Fifth group of proposed Re-Re-Amendments which are objected to by the Defendants

128.

The fifth group of proposed Re-Re-Amendments which are objected to by the Defendants are proprietary estoppel claims which are sought to be added in respect of all the properties except (on the assumption that paragraph 23B is not permitted) in respect of 187 Brent Crescent. The proprietary estoppel claims are sought to be added in a new paragraph 34AA in respect of 77 Queens Wharf and Unit 2 Cosgrove; in a new paragraph 40AA in respect of 70 Abbotsford Court; in a new paragraph 45AA in respect of 50 Park Avenue; in a new paragraph 51AA in respect of 185 Park Avenue; and in a new paragraph 53BA in respect of 172 Brent Crescent.
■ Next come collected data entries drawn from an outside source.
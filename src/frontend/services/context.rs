//! Authentication context and state management.

use dioxus::prelude::*;

use super::guard::AuthStatus;
use super::session::SessionConfig;

/// App-wide authentication state, provided from the root component.
#[derive(Clone, Copy)]
pub struct AuthState {
    pub status: Signal<AuthStatus>,
}

impl AuthState {
    /// Resolves the stored session into a definite authentication status.
    pub async fn load_saved_session(&mut self) {
        match SessionConfig::load().await {
            Some(session) if !session.is_expired() => {
                self.status.set(AuthStatus::Authenticated(session.account()));
            }
            Some(_) => {
                // Stale session, drop it
                if let Err(e) = SessionConfig::delete().await {
                    log::warn!("Failed to delete expired session: {e}");
                }
                self.status.set(AuthStatus::Unauthenticated);
            }
            None => self.status.set(AuthStatus::Unauthenticated),
        }
    }

    /// Signs in with an email and persists the session.
    pub async fn sign_in(&mut self, email: String) -> Result<(), String> {
        let Some(email) = SessionConfig::normalize_email(&email) else {
            return Err("Enter a valid work email address".to_string());
        };

        let session = SessionConfig::new(email);

        if let Err(e) = session.save().await {
            return Err(format!("Failed to save session: {e}"));
        }

        self.status.set(AuthStatus::Authenticated(session.account()));

        Ok(())
    }

    /// Signs out the current user.
    pub async fn sign_out(&mut self) {
        self.status.set(AuthStatus::Unauthenticated);
        if let Err(e) = SessionConfig::delete().await {
            log::warn!("Failed to delete session file: {e}");
        }
    }

    /// Email of the signed-in account, if any.
    pub fn account_email(&self) -> Option<String> {
        match &*self.status.read() {
            AuthStatus::Authenticated(account) => Some(account.email.clone()),
            _ => None,
        }
    }
}
//! Reusable UI components.

pub mod auth_layout;
pub mod layout;
pub mod loading;
pub mod tabs;
pub mod titlebar;

pub use auth_layout::AuthLayout;
pub use layout::Shell;
pub use loading::LoadingView;
pub use titlebar::TitleBar;
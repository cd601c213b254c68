//! Bot creation tab.

use dioxus::prelude::*;

#[component]
pub fn CreateBot() -> Element {
    let mut bot_name = use_signal(String::new);
    let mut meeting_url = use_signal(String::new);
    let mut notice = use_signal(String::new);

    let handle_create = move |_| {
        let name = bot_name().trim().to_string();
        let url = meeting_url().trim().to_string();

        if name.is_empty() || url.is_empty() {
            notice.set("Bot name and meeting URL are both required".to_string());
            return;
        }

        log::info!("Requested meeting bot {name} for {url}");
        notice.set(format!("Bot \"{name}\" queued for {url}"));
        bot_name.set(String::new());
        meeting_url.set(String::new());
    };

    rsx! {
        div { class: "create-bot",
            h2 { class: "panel-title", "Create bot" }
            p { class: "panel-hint", "Send a bot to join and transcribe a meeting" }
            input {
                class: "field-input",
                r#type: "text",
                value: "{bot_name()}",
                placeholder: "Bot name",
                oninput: move |e| bot_name.set(e.value()),
            }
            input {
                class: "field-input",
                r#type: "text",
                value: "{meeting_url()}",
                placeholder: "Meeting URL",
                oninput: move |e| meeting_url.set(e.value()),
            }
            button { class: "primary-button", onclick: handle_create, "Create bot" }
            if !notice().is_empty() {
                p { class: "form-notice", "{notice()}" }
            }
        }
    }
}
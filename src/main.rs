mod frontend;
mod utils;

use std::sync::OnceLock;

use dioxus::LaunchBuilder;
use dioxus::prelude::*;
use dioxus_desktop::{Config, LogicalSize, WindowBuilder};
use dioxus_router::Router;
use tokio::runtime::Runtime;

use crate::frontend::app::Route;
use crate::frontend::services::context::AuthState;
use crate::frontend::services::guard::AuthStatus;
use crate::utils::css::StyleLoader;

static RUNTIME: OnceLock<Runtime> = OnceLock::new();

fn main() {
    // Logging setup
    env_logger::Builder::from_env(env_logger::Env::default().default_filter_or("info")).init();

    // Initialize runtime once
    let _rt = RUNTIME.get_or_init(|| {
        tokio::runtime::Builder::new_multi_thread()
            .enable_all()
            .build()
            .expect("Failed to create runtime")
    });

    let size = LogicalSize::new(1280.0, 800.0);

    let config = Config::default()
        .with_window(
            WindowBuilder::new()
                .with_title("CXFlow Meeting Bot")
                .with_inner_size(size)
                .with_min_inner_size(LogicalSize::new(1024.0, 700.0))
                .with_resizable(true),
        )
        .with_menu(None);

    LaunchBuilder::new().with_cfg(config).launch(AppRoot);
}

#[component]
fn AppRoot() -> Element {
    let status = use_signal(|| AuthStatus::Loading);
    let auth = AuthState { status };
    provide_context(auth);

    // Resolve the stored session into a definite status once at startup
    use_future(move || async move {
        let mut auth = auth;
        auth.load_saved_session().await;
    });

    rsx! {
        style { dangerous_inner_html: StyleLoader::get("base") }
        Router::<Route> {}
    }
}
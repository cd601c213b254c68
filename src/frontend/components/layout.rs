//! Shell layout for the dashboard routes.

use dioxus::prelude::*;
use dioxus_router::components::Outlet;

use crate::frontend::app::Route;
use crate::frontend::components::titlebar::TitleBar;
use crate::frontend::services::context::AuthState;
use crate::utils::css::StyleLoader;

const DOCS_URL: &str = "https://docs.cxflow.io/meeting-bot";

#[component]
pub fn Shell() -> Element {
    let auth = use_context::<AuthState>();

    let account_email = auth.account_email();
    let signed_in = account_email.is_some();
    let email_text = account_email.unwrap_or_default();

    let open_docs = move |_| {
        if let Err(e) = webbrowser::open(DOCS_URL) {
            log::error!("Failed to open documentation link: {e}");
        }
    };

    rsx! {
        style { dangerous_inner_html: StyleLoader::get("dashboard") }

        TitleBar {}

        div { class: "shell",
            header { class: "shell-header",
                span { class: "shell-brand", "CXFlow" }
                div { class: "shell-actions",
                    button { class: "shell-link", onclick: open_docs, "Docs" }
                    if signed_in {
                        span { class: "shell-account", "{email_text}" }
                        button {
                            class: "shell-link",
                            onclick: move |_| {
                                spawn(async move {
                                    let mut auth = auth;
                                    auth.sign_out().await;
                                });
                            },
                            "Sign out"
                        }
                    }
                }
            }
            main { class: "shell-content",
                Outlet::<Route> {}
            }
        }
    }
}
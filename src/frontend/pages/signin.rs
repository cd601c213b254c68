//! Sign-in page.

use dioxus::{events::KeyboardEvent, prelude::*};
use dioxus_router::use_navigator;

use crate::frontend::app::DASHBOARD_PATH;
use crate::frontend::components::auth_layout::AuthLayout;
use crate::frontend::services::context::AuthState;
use crate::frontend::services::guard::AuthStatus;

#[component]
pub fn SignIn() -> Element {
    let nav = use_navigator();
    let auth = use_context::<AuthState>();
    let mut email = use_signal(String::new);
    let mut error_message = use_signal(String::new);
    let mut submitting = use_signal(|| false);

    // Already signed in, go straight to the dashboard
    use_effect(move || {
        if matches!(&*auth.status.read(), AuthStatus::Authenticated(_)) {
            nav.push(DASHBOARD_PATH);
        }
    });

    let mut submit = move || {
        if submitting() {
            return;
        }
        let address = email();
        submitting.set(true);
        error_message.set(String::new());
        spawn(async move {
            let mut auth = auth;
            match auth.sign_in(address).await {
                Ok(()) => {
                    nav.push(DASHBOARD_PATH);
                }
                Err(message) => {
                    error_message.set(message);
                    submitting.set(false);
                }
            }
        });
    };

    let on_keypress = move |e: KeyboardEvent| {
        if e.key() == Key::Enter {
            submit();
        }
    };

    rsx! {
        AuthLayout {
            main { class: "signin",
                h1 { class: "signin-title", "CXFlow Meeting Bot" }
                p { class: "signin-subtitle", "Sign in to manage your meeting bots" }
                input {
                    class: "signin-input",
                    r#type: "email",
                    value: "{email()}",
                    placeholder: "you@company.com",
                    autofocus: true,
                    oninput: move |e| {
                        email.set(e.value());
                        error_message.set(String::new());
                    },
                    onkeypress: on_keypress,
                }
                button {
                    class: "signin-button",
                    disabled: submitting(),
                    onclick: move |_| submit(),
                    if submitting() { "Signing in..." } else { "Sign in" }
                }
                if !error_message().is_empty() {
                    p { class: "signin-error", "{error_message()}" }
                }
            }
        }
    }
}
//! Bot list tab with an expandable detail view.

use dioxus::prelude::*;

#[derive(Clone, PartialEq, Eq)]
struct BotSummary {
    name: String,
    meeting_url: String,
    state: &'static str,
}

// TODO: replace the sample data with the bots API once the service endpoint is wired
fn sample_bots() -> Vec<BotSummary> {
    vec![
        BotSummary {
            name: "Weekly sync".to_string(),
            meeting_url: "https://meet.example.com/weekly-sync".to_string(),
            state: "recording",
        },
        BotSummary {
            name: "Customer onboarding".to_string(),
            meeting_url: "https://meet.example.com/onboarding".to_string(),
            state: "scheduled",
        },
        BotSummary {
            name: "Retro".to_string(),
            meeting_url: "https://meet.example.com/retro".to_string(),
            state: "done",
        },
    ]
}

#[component]
pub fn MyBots(open_bot: Signal<Option<String>>) -> Element {
    let mut open_bot = open_bot;
    let bots = use_signal(sample_bots);

    if let Some(name) = open_bot() {
        if let Some(bot) = bots().into_iter().find(|b| b.name == name) {
            return rsx! {
                div { class: "bot-detail",
                    h2 { class: "panel-title", "{bot.name}" }
                    p { class: "bot-meta", "Meeting: {bot.meeting_url}" }
                    p { class: "bot-meta", "State: {bot.state}" }
                }
            };
        }
    }

    let rows = bots().into_iter().map(|bot| {
        let name = bot.name.clone();
        rsx! {
            button {
                class: "bot-row",
                onclick: move |_| open_bot.set(Some(name.clone())),
                span { class: "bot-name", "{bot.name}" }
                span { class: "bot-state", "{bot.state}" }
            }
        }
    });

    rsx! {
        div { class: "bot-list",
            h2 { class: "panel-title", "My bots" }
            {rows}
        }
    }
}
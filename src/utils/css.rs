//! CSS loading and caching utilities.

use std::collections::HashMap;
use std::sync::OnceLock;

static STYLE_CACHE: OnceLock<HashMap<&'static str, &'static str>> = OnceLock::new();

pub struct StyleLoader;

impl StyleLoader {
    fn get_all_styles() -> HashMap<&'static str, &'static str> {
        let mut styles = HashMap::new();
        styles.insert(
            "base",
            include_str!(concat!(env!("CARGO_MANIFEST_DIR"), "/assets/styles/base.css")),
        );
        styles.insert(
            "auth",
            include_str!(concat!(env!("CARGO_MANIFEST_DIR"), "/assets/styles/auth.css")),
        );
        styles.insert(
            "dashboard",
            include_str!(concat!(
                env!("CARGO_MANIFEST_DIR"),
                "/assets/styles/dashboard.css"
            )),
        );
        styles
    }

    /// Returns the cached stylesheet for `name`, empty when unknown.
    pub fn get(name: &str) -> &'static str {
        STYLE_CACHE
            .get_or_init(Self::get_all_styles)
            .get(name)
            .copied()
            .unwrap_or("")
    }
}
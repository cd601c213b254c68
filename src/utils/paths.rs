//! Path utilities.

use std::path::PathBuf;

use anyhow::Result;

/// Name of the dashboard data directory.
const DASHBOARD_DIR: &str = "CXFlowDashboard";

/// Get the base data directory (`CXFlowDashboard`).
#[inline]
pub fn get_dashboard_dir() -> Result<PathBuf> {
    let base_dir = match std::env::consts::OS {
        "windows" => env_path("APPDATA")?,
        "macos" => env_path("HOME")?.join("Library/Application Support"),
        _ => match std::env::var_os("XDG_CONFIG_HOME") {
            Some(dir) => PathBuf::from(dir),
            None => env_path("HOME")?.join(".config"),
        },
    };
    Ok(base_dir.join(DASHBOARD_DIR))
}

fn env_path(var: &str) -> Result<PathBuf> {
    std::env::var_os(var)
        .map(PathBuf::from)
        .ok_or_else(|| anyhow::anyhow!("Could not determine {var} directory"))
}
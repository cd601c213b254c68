use dioxus::prelude::*;

#[component]
pub fn TitleBar() -> Element {
    rsx! {
        div {
            class: "titlebar-drag",
            onmousedown: move |_| {
                let window = dioxus_desktop::window();
                let _ = window.drag();
            }
        }

        div { class: "titlebar-controls",
            button {
                class: "titlebar-button",
                title: "Minimize",
                onclick: move |_| {
                    let window = dioxus_desktop::window();
                    let _ = window.set_minimized(true);
                },
                span { "─" }
            }
            button {
                class: "titlebar-button titlebar-close",
                title: "Close",
                onclick: move |_| {
                    let window = dioxus_desktop::window();
                    window.close();
                },
                span { "✕" }
            }
        }
    }
}
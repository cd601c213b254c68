//! Application routing system.

use dioxus::prelude::*;
use dioxus_router::Routable;

use crate::frontend::components::layout::Shell;
use crate::frontend::pages::dashboard::MeetingBot as MeetingBotPage;
use crate::frontend::pages::signin::SignIn as SignInPage;

/// Destination the guard redirects unauthenticated visitors to.
pub const SIGN_IN_PATH: &str = "/signin";

/// Path of the dashboard itself, used after a successful sign-in.
pub const DASHBOARD_PATH: &str = "/meeting-bot";

#[component]
pub fn SignIn() -> Element {
    rsx! { SignInPage {} }
}

#[component]
pub fn MeetingBot() -> Element {
    rsx! { MeetingBotPage {} }
}

/// Main routing enum for the application.
#[derive(Clone, Routable, Debug, PartialEq, Eq)]
pub enum Route {
    /// Sign-in page route.
    #[route("/signin")]
    SignIn {},
    /// Shell layout with the meeting bot dashboard as default.
    #[layout(Shell)]
    #[redirect("/", || Route::MeetingBot {})]
    #[route("/meeting-bot")]
    MeetingBot {},
}
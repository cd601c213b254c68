//! Meeting bot dashboard page with authentication guard.

use std::rc::Rc;

use dioxus::prelude::*;
use dioxus_router::{navigator, use_route};

use crate::frontend::app::{Route, SIGN_IN_PATH};
use crate::frontend::components::loading::LoadingView;
use crate::frontend::components::tabs::{Configuration, CreateBot, MyBots};
use crate::frontend::services::context::AuthState;
use crate::frontend::services::guard::{
    self, GuardAction, NavigationState, Navigator, RedirectTracker,
};
use crate::frontend::services::nav::{LocationNavigator, RouterNavigator};

/// Tabs of the dashboard.
#[derive(Clone, Copy, PartialEq, Eq)]
enum DashboardTab {
    Create,
    Bots,
    Configuration,
}

impl DashboardTab {
    const ALL: [Self; 3] = [Self::Create, Self::Bots, Self::Configuration];

    fn label(self) -> &'static str {
        match self {
            Self::Create => "Create bot",
            Self::Bots => "My bots",
            Self::Configuration => "Configuration",
        }
    }
}

#[component]
pub fn MeetingBot() -> Element {
    let auth = use_context::<AuthState>();
    let nav = navigator();
    let route = use_route::<Route>();
    let mut tracker = use_signal(RedirectTracker::default);

    let snapshot = NavigationState {
        current_path: Some(route.to_string()),
        is_ready: true,
    };
    let status = auth.status.read().clone();

    match guard::evaluate(&status, &snapshot, SIGN_IN_PATH) {
        GuardAction::ShowLoading => {
            tracker.write().reset();
            rsx! { LoadingView {} }
        }
        GuardAction::ShowContent => {
            tracker.write().reset();
            rsx! { DashboardContent {} }
        }
        GuardAction::ShowNothing => rsx! { div {} },
        GuardAction::Redirect { target, .. } => {
            if tracker.write().should_issue(&target) {
                let chain: Vec<Rc<dyn Navigator>> = vec![
                    Rc::new(RouterNavigator::new(nav, route.to_string())),
                    Rc::new(LocationNavigator),
                ];
                spawn(guard::run_redirect(chain, target));
            }
            rsx! { div {} }
        }
    }
}

#[component]
fn DashboardContent() -> Element {
    let mut active_tab = use_signal(|| DashboardTab::Create);
    let mut open_bot = use_signal(|| None::<String>);

    // Back affordance only makes sense while a bot detail is open
    let show_back = active_tab() == DashboardTab::Bots && open_bot().is_some();

    let panel = match active_tab() {
        DashboardTab::Create => rsx! { CreateBot {} },
        DashboardTab::Bots => rsx! { MyBots { open_bot } },
        DashboardTab::Configuration => rsx! { Configuration {} },
    };

    let tab_buttons = DashboardTab::ALL.into_iter().map(|tab| {
        rsx! {
            button {
                class: if active_tab() == tab { "tab-button active" } else { "tab-button" },
                onclick: move |_| {
                    active_tab.set(tab);
                    open_bot.set(None);
                },
                "{tab.label()}"
            }
        }
    });

    rsx! {
        div { class: "dashboard",
            div { class: "dashboard-header",
                h1 { class: "dashboard-title", "CXFlow Meeting Bot" }
                if show_back {
                    button {
                        class: "back-to-list",
                        onclick: move |_| open_bot.set(None),
                        "Back to list"
                    }
                }
            }
            nav { class: "dashboard-tabs",
                {tab_buttons}
            }
            div { class: "dashboard-panel",
                {panel}
            }
        }
    }
}
use super::*;

#[test]
fn normalize_email_accepts_basic_address() {
    assert_eq!(
        SessionConfig::normalize_email("  USER@Example.com "),
        Some("user@example.com".to_owned())
    );
}

#[test]
fn normalize_email_rejects_invalid_values() {
    assert_eq!(SessionConfig::normalize_email(""), None);
    assert_eq!(SessionConfig::normalize_email("user"), None);
    assert_eq!(SessionConfig::normalize_email("@example.com"), None);
    assert_eq!(SessionConfig::normalize_email("user@"), None);
    assert_eq!(SessionConfig::normalize_email("a@b@c"), None);
    assert_eq!(SessionConfig::normalize_email("user@nodot"), None);
    assert_eq!(SessionConfig::normalize_email("user@.com"), None);
    assert_eq!(SessionConfig::normalize_email("user@example.com."), None);
}

#[test]
fn fresh_session_is_not_expired() {
    let session = SessionConfig::new("user@example.com".to_string());
    assert!(!session.is_expired());
}

#[test]
fn old_session_is_expired() {
    let mut session = SessionConfig::new("user@example.com".to_string());
    session.created_at = Utc::now() - Duration::days(31);
    assert!(session.is_expired());
}

#[test]
fn account_exposes_session_email() {
    let session = SessionConfig::new("user@example.com".to_string());
    assert_eq!(
        session.account(),
        Account {
            email: "user@example.com".to_string()
        }
    );
}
So far as material to the application for permission to Re-Re-Amend is concerned, the proposed allegations and the analysis are the same in respect of each of those proposed Re-Re-Amendments. I take paragraph 40AA and 70 Abbotsford Court as an example.

129.

In relation to 70 Abbotsford Court the Claimant alleges that the 1st Defendant arranged its purchase in the name of AFH Properties as the Claimant’s nominee at a cost of £535,098.99, of which £374,975 was provided by Kent Reliance (a trading name of OneSavings Bank) on the security of a 1st legal charge arranged by the 1st Defendant over the property.

130.

The Claimant alleges that he provided the necessary cash balance of £160,123.99 for the purchase by instructing the 1st Defendant to apply that amount out of the Investment Fund for that purpose.

131.

Paragraphs 40 and 40A of the Re-Amended Particulars of Claim provide:

“40.

In the premises [AFH Properties] acquired 70 Abbotsford Court as nominee for [the Claimant] absolutely in accordance with [the Claimant’s and the 1st Defendant’s] shared intention (such intention also to be attributed or imputed to AFH Properties or of which AFH Properties had knowledge).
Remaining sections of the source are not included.